Yubuike est un inspecteur de police fatigué. Après une prise d’otage qui a tourné au vinaigre avec la mort du criminel et sa victime, on le place en congés. Il se retire dans la montagne, où la forêt cache bien des mystères. Sur place, il rencontre un groupe de gardes forestiers, une scientifique et un jeune homme qui se déchirent autour d’une chose : un grand arbre nommé Charisma, qui dit-on vit en détruisant les autres arbres. Entre ceux qui désirent l’abattre et ceux qui au contraire voient en lui un être vivant spécial, la communauté demande à Yubuike de choisir son camp…

Charisma fait partie de cette longue lignée de films cryptiques de Kurosawa qui méritent au moins un revisionnage pour en saisir les tenants et aboutissants. Le réalisateur japonais, connu pour ses films de fantômes, compose dans un registre aux confins de l’étrange et du grotesque pour nous montrer un homme au centre d’un univers étranger dont il ne saura jamais juger du bien et du mal. Tous les personnages qui se succèdent devant lui portent leur point de vue sur quelque chose en apparence anecdotique, un arbre à abattre ou à protéger, mais dont le destin aurait une influence sur tout l’écosystème. Le sauver, ce serait condamner toute la forêt qui se meurt car il en absorbe la vie. Au contraire, l’abattre, ce serait détruire le seul être vivant bien portant et donc porteur d’espoir. En miroir à son affaire policière où il a échoué, Yubuike écoute ses interlocuteurs et déclare qu’il veut sauver l’arbre et la forêt entière, comme il voulait sauver le preneur d’otage et sa victime à la fois. Les arguments des uns et des autres sont aussi convaincants devant Yabuike, qu’ils ne deviennent troubles et douteux lorsque l’interlocuteur change et dénonce son prédécesseur. Yubuike et le spectateur plongent en plein brouillard.
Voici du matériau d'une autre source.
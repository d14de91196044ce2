use coapling_msg::Id;

/// The context that an error occurred in
#[derive(Debug, Clone, Copy, PartialEq, Eq)]
pub enum When {
  /// Registering a resource or an observer
  Registering,
  /// Sending the message with this id
  Sending(Id),
  /// Handling a received datagram
  Receiving,
  /// Sending notifications to observers
  Notifying,
  /// Retransmitting the message with this id
  Retransmitting(Id),
}

impl When {
  /// Construct a specific error from the context the error occurred in
  pub fn what<E>(self, what: What<E>) -> Error<E> {
    Error { when: self, what }
  }
}

/// An error encountered by the runtime, generic over the transport's error
#[derive(Debug, Clone, Copy, PartialEq, Eq)]
pub struct Error<E> {
  /// What happened?
  pub what: What<E>,
  /// What were we doing when it happened?
  pub when: When,
}

impl<E> Error<E> {
  /// Is this a codec error?
  pub fn msg_error(&self) -> Option<coapling_msg::Error> {
    match self.what {
      | What::Msg(e) => Some(e),
      | _ => None,
    }
  }
}

/// A contextless error
#[derive(Debug, Clone, Copy, PartialEq, Eq)]
pub enum What<E> {
  /// Building, encoding or decoding a packet failed
  Msg(coapling_msg::Error),
  /// The transport failed to send
  Transport(E),
  /// The clock failed to provide timing
  Clock,
  /// The resource table is full
  ResourcesFull,
  /// A resource is already registered at this path
  AlreadyRegistered,
  /// The history of unacknowledged confirmable messages is full
  HistoryFull,
  /// The observer table of a resource is full
  ObserversFull,
  /// An observe request carried more conditions than an observer can hold
  TooManyConditions,
  /// An observe request carried a condition that could not be decoded
  MalformedCondition,
  /// The converter failed to render a value into a payload
  PayloadFormat,
}
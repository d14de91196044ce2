//! Low-level representation of draft-07 CoAP packets.
//!
//! The most notable item in `coapling_msg` is [`Packet`];
//! a CoAP packet that keeps its options and payload in a single
//! fixed-size byte arena, very close to the actual byte layout.
//!
//! ## Allocation
//! Nothing in this crate allocates. Options are encoded in place at the front
//! of the arena (delta-encoded, ascending by number) and the payload is placed at
//! the back of it. Running out of room is always reported as [`Error::NoMem`],
//! never by truncating or panicking.
//!
//! ```
//! use coapling_msg::{CoapPacket, Code, Id, OptNumber, Type};
//!
//! let mut req = CoapPacket::new();
//! req.set_type(Type::Con);
//! req.set_code(Code::GET);
//! req.set_id(Id(1));
//! req.set_uri_path("/sensors/temp").unwrap();
//! req.set_observe(0).unwrap();
//!
//! let mut bytes = [0u8; 64];
//! let len = req.serialize(&mut bytes).unwrap();
//! assert_eq!(len, req.serialize_length());
//!
//! let parsed = CoapPacket::try_from_bytes(&bytes[..len]).unwrap();
//! assert_eq!(parsed.uri_path().unwrap().as_str(), "sensors/temp");
//! assert!(parsed.is_set(OptNumber::OBSERVE));
//! ```

#![cfg_attr(not(feature = "std"), no_std)]
#![cfg_attr(not(test), forbid(missing_debug_implementations, unreachable_pub))]
#![cfg_attr(not(test), deny(unsafe_code))]
#![cfg_attr(any(docsrs, feature = "docs"), feature(doc_cfg))]
#![deny(missing_docs)]

#[cfg(feature = "alloc")]
extern crate alloc as std_alloc;

/// Message codes
pub mod code;

/// Codec errors
pub mod error;

/// Fixed-capacity opaque byte values
pub mod opaque;

/// Option numbers and their static format table
pub mod opt;

/// The packet arena
pub mod packet;

/// Resource path comparison
pub mod path;

/// Message type and id
pub mod ty;

#[doc(inline)]
pub use code::Code;
#[doc(inline)]
pub use error::{Error, ErrorContext};
#[doc(inline)]
pub use opaque::OpaqueData;
#[doc(inline)]
pub use opt::{ContentFormat, Format, OptNumber, OptValue};
#[doc(inline)]
pub use packet::{CoapPacket, Opt, OptString, Packet};
#[doc(inline)]
pub use path::{path_cmp, PathCompare};
#[doc(inline)]
pub use ty::{Id, Type};

/// The only protocol version this crate speaks
pub const COAP_VERSION: u8 = 1;

/// Well-known UDP port for CoAP
pub const COAP_STD_PORT: u16 = 5683;

/// Max-Age assumed when a packet carries no Max-Age option
pub const COAP_DEFAULT_MAX_AGE: u32 = 60;

/// Longest value a single string option segment may have
/// (15 + the 255 encodable in the extended length byte)
pub const COAP_STRING_OPTS_MAXLEN: usize = 270;

/// Length of the fixed packet header
pub const HEADER_LEN: usize = 4;

/// Default size of a packet's option & payload arena
pub const DEFAULT_STORAGE_SIZE: usize = 128;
Dans le christianisme, le charisme est un don exceptionnel accordé par Dieu. L’arbre du film devient comme un totem divin et agite la dangerosité des hommes qui se battent de manière déraisonnée pour ses attributs. Kurosawa cherche probablement la métaphore d’un microcosme étouffant et moite, et convoque une science désincarnée, sociopathe, à travers le personnage de la scientifique, l’ésotérisme paysan et ses sursauts de violence à travers le jeune homme, et une masse de représentants de l’administration, dont on jurerait que la inamabilité et la tenue en sombre seraient l’allégorie d’une police fascisante. Sur une question de justice morale à la base, un jeune criminel qui dérive, et à travers lui sans doute une idée de la jeunesse, Kurosawa répond que la société japonaise n’est pas prête à apporter une réponse. Romain Slocombe disait, à propos de Kairo, que Kurosawa considérait la jeunesse japonaise comme aliénée. Dans Charisma, tout le monde est aliéné, y compris les adultes et les représentants de l’autorité publique, témoignant du pessimisme global qui anime le cinéaste.

Le cinéma de Kurosawa se déroule souvent dans les marges de la ville, dans des bâtiments désaffectés, ou des lieux publics désertés. Un peu à l’image de Loft qu’il réalisera plus tard en 2005, il déplace sa caméra en campagne, dans un décor sauvage – un plan de hautes herbes jaunies ressemblerait presque à Kiarostami façon Le Vent nous emportera. Mais la patine fantomatique de l’univers du réalisateur demeure, de même que son sens de l’humour noir, toujours en décalage avec le climat de terreur qui règne dans l’univers de ses films. Yubuike mange un champignon (probablement hallucinogène) et le plan d’après, il rit à gorge déployée devant un pendu dans les bois en état de décomposition avancée. La façon dont le jeune paysan chasse les personnes qui s’approchent de Charisma est également assez comique. En termes de continuité, Yubuike, joué par un Yakusho Koji complètement en phase avec la volonté de Kurosawa Kiyoshi, semble être le même personnage, avec la même allure, le même manteau long et les mêmes doutes, que Takabe, le protagoniste principal de Cure qu’il compose également pour Kurosawa.

Charisma est un film riche mais aéré, qui fait naviguer le spectateur dans un propos tout à fait politique et désespéré. L’ambiance et la direction artistique ne s’éloignent jamais des obsessions esthétiques de Kurosawa, de ce qu’on connaît de lui et de ses histoires de fantômes.

Maxime Bauer.

Charisma de Kurosawa Kiyoshi. Japon. 1999. En salles le 05/04/2023.